(Task details): Only the lines that contain the string "module" belong in the answer; pull them from the records.

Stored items
##########
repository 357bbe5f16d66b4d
//! `PostgreSQL` adapters for task persistence.

mod models;
mod repository;
mod schema;

pub use repository::PostgresTaskRepository;
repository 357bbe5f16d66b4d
//! Task records with ownership-scoped access and daily sequential ids.
//!
//! Tasks are identified as `YYMMDDnnn`: the creation date followed by a
//! per-day sequence. Admins may act on every task; other principals only on
//! tasks that list them as assignees. The module follows hexagonal
//! architecture:
//!
//! - Domain types in [`domain`]
//! - Port contracts in [`ports`]
//! - Adapter implementations in [`adapters`]
//! - Orchestration services in [`services`]

pub mod adapters;
pub mod domain;
pub mod ports;
pub mod services;

#[cfg(test)]
mod tests;
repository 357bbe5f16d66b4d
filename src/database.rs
//! Shared `PostgreSQL` connection pool and schema bootstrap.
//!
//! Both the task and account adapters draw connections from the same
//! [`PgPool`]. The schema statements are idempotent so they can run on every
//! start-up and before each integration test.

use diesel::connection::SimpleConnection;
use diesel::pg::PgConnection;
use diesel::r2d2::{ConnectionManager, Pool, PoolError};
use thiserror::Error;

/// `PostgreSQL` connection pool type used by every adapter.
pub type PgPool = Pool<ConnectionManager<PgConnection>>;

/// SQL creating the `tasks` table.
pub const CREATE_TASKS_SQL: &str =
    include_str!("../migrations/2026-10-01-000000_create_tasks/up.sql");

/// SQL creating the per-day identifier high-water table.
pub const CREATE_TASK_ID_HIGH_WATER_SQL: &str =
    include_str!("../migrations/2026-10-18-000000_create_task_id_high_water/up.sql");

/// SQL creating the `users` table.
pub const CREATE_USERS_SQL: &str =
    include_str!("../migrations/2026-10-01-000001_create_users/up.sql");

/// Errors raised while connecting to or preparing the database.
#[derive(Debug, Error)]
pub enum DatabaseError {
    /// The pool could not be built or a connection could not be checked out.
    #[error("connection pool error: {0}")]
    Pool(#[from] PoolError),

    /// A schema statement failed.
    #[error("schema migration failed: {0}")]
    Migration(#[from] diesel::result::Error),
}

/// Builds a connection pool for `database_url`.
///
/// # Errors
///
/// Returns [`DatabaseError::Pool`] when the initial connections cannot be
/// established.
pub fn connect(database_url: &str, max_size: u32) -> Result<PgPool, DatabaseError> {
    let manager = ConnectionManager::<PgConnection>::new(database_url);
    Ok(Pool::builder().max_size(max_size).build(manager)?)
}

/// Applies the task and account schema.
///
/// This is a blocking operation that should be called from `spawn_blocking`
/// or a synchronous context.
///
/// # Errors
///
/// Returns [`DatabaseError`] when a connection is unavailable or a statement
/// fails.
pub fn apply_schema(pool: &PgPool) -> Result<(), DatabaseError> {
    let mut connection = pool.get()?;
    connection.batch_execute(CREATE_TASKS_SQL)?;
    connection.batch_execute(CREATE_TASK_ID_HIGH_WATER_SQL)?;
    connection.batch_execute(CREATE_USERS_SQL)?;
    Ok(())
}
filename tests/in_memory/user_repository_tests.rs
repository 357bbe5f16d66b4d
//! In-memory integration tests for account storage and sessions.

use chrono::TimeDelta;
use mockable::DefaultClock;
use rstest::{fixture, rstest};
use std::sync::Arc;
use taskgate::auth::{
    adapters::memory::InMemoryUserRepository,
    domain::{Email, Role},
    ports::UserRepository,
    services::{AuthError, AuthService, Credentials, SessionTokens},
};

type TestAuth = AuthService<InMemoryUserRepository, DefaultClock>;

struct AuthHarness {
    repository: Arc<InMemoryUserRepository>,
    service: TestAuth,
}

#[fixture]
fn auth() -> AuthHarness {
    let repository = Arc::new(InMemoryUserRepository::new());
    let clock = Arc::new(DefaultClock);
    let tokens = SessionTokens::new(b"integration-secret", TimeDelta::hours(1), Arc::clone(&clock));
    let service = AuthService::new(Arc::clone(&repository), tokens, clock)
        .with_admin_emails([Email::new("boss@example.com").expect("valid email")]);
    AuthHarness {
        repository,
        service,
    }
}

#[rstest]
#[tokio::test(flavor = "multi_thread")]
async fn registered_accounts_can_sign_in(auth: AuthHarness) -> eyre::Result<()> {
    let account = auth
        .service
        .register(Credentials::new("Worker@Example.com", "hunter22"))
        .await?;
    let stored = auth
        .repository
        .find_by_email(&Email::new("worker@example.com")?)
        .await?
        .ok_or_else(|| eyre::eyre!("account was not stored"))?;
    eyre::ensure!(stored.id() == account.id());
    eyre::ensure!(stored.role() == Role::User);

    let issued = auth
        .service
        .login(Credentials::new("worker@example.com", "hunter22"))
        .await?;
    let principal = auth.service.authenticate(issued.token())?;
    eyre::ensure!(principal.id() == account.id());
    Ok(())
}

#[rstest]
#[tokio::test(flavor = "multi_thread")]
async fn configured_admin_email_gets_admin_role(auth: AuthHarness) -> eyre::Result<()> {
    auth.service
        .register(Credentials::new("boss@example.com", "hunter22"))
        .await?;
    let issued = auth
        .service
        .login(Credentials::new("boss@example.com", "hunter22"))
        .await?;
    eyre::ensure!(auth.service.authenticate(issued.token())?.is_admin());
    Ok(())
}

#[rstest]
#[tokio::test(flavor = "multi_thread")]
async fn wrong_password_is_rejected(auth: AuthHarness) -> eyre::Result<()> {
    auth.service
        .register(Credentials::new("worker@example.com", "hunter22"))
        .await?;
    let result = auth
        .service
        .login(Credentials::new("worker@example.com", "hunter23"))
        .await;
    eyre::ensure!(matches!(result, Err(AuthError::InvalidCredentials)));
    Ok(())
}
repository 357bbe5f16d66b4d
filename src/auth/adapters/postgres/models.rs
//! Diesel row models for account persistence.

use super::schema::users;
use chrono::{DateTime, Utc};
use diesel::prelude::*;

/// Query result row for account records.
#[derive(Debug, Clone, Queryable, Selectable)]
#[diesel(table_name = users)]
#[diesel(check_for_backend(diesel::pg::Pg))]
pub struct UserRow {
    /// Account identifier.
    pub id: String,
    /// Normalized login email.
    pub email: String,
    /// Salted password digest.
    pub password_hash: String,
    /// Account role.
    pub role: String,
    /// Registration timestamp.
    pub created_at: DateTime<Utc>,
}

/// Insert model for account records.
#[derive(Debug, Clone, Insertable)]
#[diesel(table_name = users)]
pub struct NewUserRow {
    /// Account identifier.
    pub id: String,
    /// Normalized login email.
    pub email: String,
    /// Salted password digest.
    pub password_hash: String,
    /// Account role.
    pub role: String,
    /// Registration timestamp.
    pub created_at: DateTime<Utc>,
}
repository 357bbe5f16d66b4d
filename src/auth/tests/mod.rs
//! Unit tests for the authentication module.
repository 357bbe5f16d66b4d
//! Server assembly and lifecycle.

use crate::auth::{
    adapters::{memory::InMemoryUserRepository, postgres::PostgresUserRepository},
    domain::{AuthDomainError, Email},
    ports::UserRepository,
    services::{AuthService, SessionTokens},
};
use crate::config::ServerConfig;
use crate::database::{self, DatabaseError, PgPool};
use crate::http::{self, AppState};
use crate::task::{
    adapters::{memory::InMemoryTaskRepository, postgres::PostgresTaskRepository},
    ports::TaskRepository,
    services::TaskLifecycleService,
};
use axum::Router;
use chrono::TimeDelta;
use mockable::{Clock, DefaultClock};
use std::net::SocketAddr;
use std::sync::Arc;
use thiserror::Error;
use tokio::net::TcpListener;
use tracing::{error, info, warn};

/// Errors that stop the server from starting or serving.
#[derive(Debug, Error)]
pub enum ServerError {
    /// An `ADMIN_EMAILS` entry is not a valid email address.
    #[error("invalid admin email in configuration: {0}")]
    AdminEmail(#[from] AuthDomainError),

    /// The database could not be reached or prepared.
    #[error(transparent)]
    Database(#[from] DatabaseError),

    /// The blocking database bootstrap task panicked or was cancelled.
    #[error("database bootstrap task failed: {0}")]
    Bootstrap(#[from] tokio::task::JoinError),

    /// The listening socket could not be bound.
    #[error("failed to bind {addr}: {source}")]
    Bind {
        /// Address from the configuration.
        addr: SocketAddr,
        /// Underlying I/O error.
        #[source]
        source: std::io::Error,
    },

    /// The accept loop failed.
    #[error("server error: {0}")]
    Serve(#[source] std::io::Error),
}

/// Builds the application router over the given repositories.
///
/// # Errors
///
/// Returns [`ServerError::AdminEmail`] when a configured admin email is
/// malformed.
pub fn app<T, U, C>(
    config: &ServerConfig,
    tasks: Arc<T>,
    users: Arc<U>,
    clock: Arc<C>,
) -> Result<Router, ServerError>
where
    T: TaskRepository + 'static,
    U: UserRepository + 'static,
    C: Clock + Send + Sync + 'static,
{
    let admin_emails = config
        .admin_email_entries()
        .map(Email::new)
        .collect::<Result<Vec<_>, _>>()?;

    let tokens = SessionTokens::new(
        config.jwt_secret.as_bytes(),
        TimeDelta::seconds(config.token_ttl_secs),
        Arc::clone(&clock),
    );
    let auth = AuthService::new(users, tokens, Arc::clone(&clock)).with_admin_emails(admin_emails);
    let lifecycle = TaskLifecycleService::new(tasks, clock)
        .with_id_offset(config.task_id_utc_offset)
        .with_max_create_attempts(config.task_create_attempts);

    Ok(http::router(AppState::new(lifecycle, auth)))
}

/// Runs the server until a shutdown signal arrives.
///
/// # Errors
///
/// Returns [`ServerError`] when start-up fails or the listener stops with an
/// I/O error.
pub async fn run(config: &ServerConfig) -> Result<(), ServerError> {
    let clock = Arc::new(DefaultClock);
    let router = if let Some(url) = config.database_url.as_deref() {
        let pool = open_database(url.to_owned(), config.database_pool_size).await?;
        info!(pool_size = config.database_pool_size, "using PostgreSQL storage");
        app(
            config,
            Arc::new(PostgresTaskRepository::new(pool.clone())),
            Arc::new(PostgresUserRepository::new(pool)),
            clock,
        )?
    } else {
        warn!("DATABASE_URL is not set; tasks and accounts are kept in memory");
        app(
            config,
            Arc::new(InMemoryTaskRepository::new()),
            Arc::new(InMemoryUserRepository::new()),
            clock,
        )?
    };

    let listener = TcpListener::bind(config.bind)
        .await
        .map_err(|source| ServerError::Bind {
            addr: config.bind,
            source,
        })?;
    info!(addr = %config.bind, "taskgate listening");

    axum::serve(listener, router)
        .with_graceful_shutdown(shutdown_signal())
        .await
        .map_err(ServerError::Serve)?;
    info!("taskgate stopped");
    Ok(())
}

async fn open_database(url: String, pool_size: u32) -> Result<PgPool, ServerError> {
    let pool = tokio::task::spawn_blocking(move || {
        let pool = database::connect(&url, pool_size)?;
        database::apply_schema(&pool)?;
        Ok::<_, DatabaseError>(pool)
    })
    .await??;
    Ok(pool)
}

async fn shutdown_signal() {
    match tokio::signal::ctrl_c().await {
        Ok(()) => info!("shutdown signal received"),
        Err(err) => {
            error!(error = %err, "failed to listen for shutdown signal");
            std::future::pending::<()>().await;
        }
    }
}
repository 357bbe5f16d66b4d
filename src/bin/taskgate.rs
//! Runs the `taskgate` HTTP server.
//!
//! Settings come from flags, the environment, `.env`, and
//! `configs/<APP_ENV>.env`; see [`taskgate::config::ServerConfig`].

use clap::Parser;
use std::process::ExitCode;
use taskgate::config::{ServerConfig, load_env_files};
use taskgate::{server, telemetry};
use tracing::{debug, error};

#[tokio::main]
async fn main() -> ExitCode {
    let loaded = load_env_files();
    let config = ServerConfig::parse();

    if let Err(err) = telemetry::init(&config.log_level) {
        // No subscriber is available to report this.
        clap::Error::raw(clap::error::ErrorKind::InvalidValue, format!("{err}\n")).exit();
    }
    for path in &loaded {
        debug!(path = %path.display(), "loaded environment file");
    }

    match server::run(&config).await {
        Ok(()) => ExitCode::SUCCESS,
        Err(err) => {
            error!(error = %err, "taskgate exited with an error");
            ExitCode::FAILURE
        }
    }
}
##########
(Reply to the task):
//! tasks that list them as assignees. The module follows hexagonal
//! Unit tests for the authentication module.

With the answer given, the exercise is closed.